Does anyone know why the executable (and object files, etc.) is so large? Is the -tp=px-64? We mainly do that so we aren’t hit by a “compile on Haswell, run on Sandy Bridge” issue but if I can make it smaller by targeting a single processor, I will.


The difference between

real*8 array(2000000)=4.0

for example, and

real*8, allocatable :: array(:)

allocate (array(2000000) )

in the size of the executable, is quite a bit.

Switch from declaring and initializing arrays statically, and do it
instead dynamically at runtime. cpus are fast.

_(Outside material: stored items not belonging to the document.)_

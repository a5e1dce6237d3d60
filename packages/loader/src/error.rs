use stache_evaluator::RenderError;
use stache_inference::InferenceError;
use stache_parser::ParseError;
use thiserror::Error;

/// Anything that can go wrong between the filesystem and finished output
#[derive(Error, Debug)]
pub enum LoaderError {
    #[error("IO error: {0}")]
    Io(#[from] std::io::Error),

    #[error("Invalid template glob: {0}")]
    Pattern(#[from] glob::PatternError),

    #[error("Unreadable path during template discovery: {0}")]
    Glob(#[from] glob::GlobError),

    #[error("Failed parsing template \"{template}\": {source}")]
    Parse {
        template: String,
        source: ParseError,
    },

    #[error(transparent)]
    Inference(#[from] InferenceError),

    #[error(transparent)]
    Render(#[from] RenderError),
}

pub type LoaderResult<T> = Result<T, LoaderError>;
use anyhow::{bail, Result};
use clap::Args;
use colored::Colorize;
use stache_inference::{generate_declarations, StructureGraph};
use stache_loader::{LoaderOptions, TemplateLoader};
use stache_parser::error::pretty;
use std::fs;
use std::path::PathBuf;

#[derive(Debug, Args)]
pub struct DeclareArgs {
    /// Directory containing .mustache templates
    #[arg(long, default_value = ".")]
    pub dir: PathBuf,

    /// Glob for template files, relative to --dir
    #[arg(long, default_value = "**/*.mustache")]
    pub files: String,

    /// Write declarations to a file instead of stdout
    #[arg(short, long)]
    pub out: Option<PathBuf>,
}

pub fn declare(args: DeclareArgs) -> Result<()> {
    let mut opts = LoaderOptions::new(&args.dir);
    opts.files = args.files.clone();

    let sources = TemplateLoader::new(opts).load()?;
    if sources.is_empty() {
        println!("{}", "⚠️  No templates found".yellow());
        return Ok(());
    }

    eprintln!("Found {} templates", sources.len());

    let mut graph = StructureGraph::new();
    let mut error_count = 0;

    for (name, source) in &sources {
        match stache_parser::parse(source) {
            Ok(tokens) => {
                graph.add_template(name, &tokens);
                eprintln!("  {} {}", "✓".green(), name);
            }
            Err(e) => {
                error_count += 1;
                eprintln!("  {} {}", "✗".red(), name);
                eprintln!("{}", pretty::format_error(&e, name, source));
            }
        }
    }

    if error_count > 0 {
        bail!("failed parsing {} template(s)", error_count);
    }

    let output = generate_declarations(&graph)?;

    match &args.out {
        None => println!("{output}"),
        Some(out_file) => {
            if let Some(parent) = out_file.parent() {
                fs::create_dir_all(parent)?;
            }
            fs::write(out_file, format!("{output}\n"))?;
            eprintln!(
                "{} Wrote declarations to {}",
                "✓".green(),
                out_file.display()
            );
        }
    }

    Ok(())
}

If you have to compile for both haswell and sandybridge, either
compile for sandybridge only (which will also run on haswell),
or use a unified binary (-tp=haswell,sandybridge), which will
create larger programs as well. But that extra code may be dwarfed by
your static array declarations. tp=px-64 removes all sorts of
optimization choices (might even use x87 instructions - yuk).



Well, I guess what confuses me is whyPGI so much bigger than Intel or GNU? They are all compiling the exact same Fortran code.

I mean, they’d be compiling in the same static arrays (of which there aren’t that many, our code is pointers first with automatic and allocatable second probably) right? Perhaps PGI has some default behavior on compile that is the opposite of Intel/GNU? (Sort of like pre-allocating buffers versus on-demand with some MPI stacks I’ve used.)

And, yeah, we used to do, once, westmere,sandybridge,haswell and the executables got rather…immense. I mainly do x86-64 for ease of portability with clusters where multiple hardware can occur. If someone wants a full on optimized for a chip, that’s easy enough to do. :)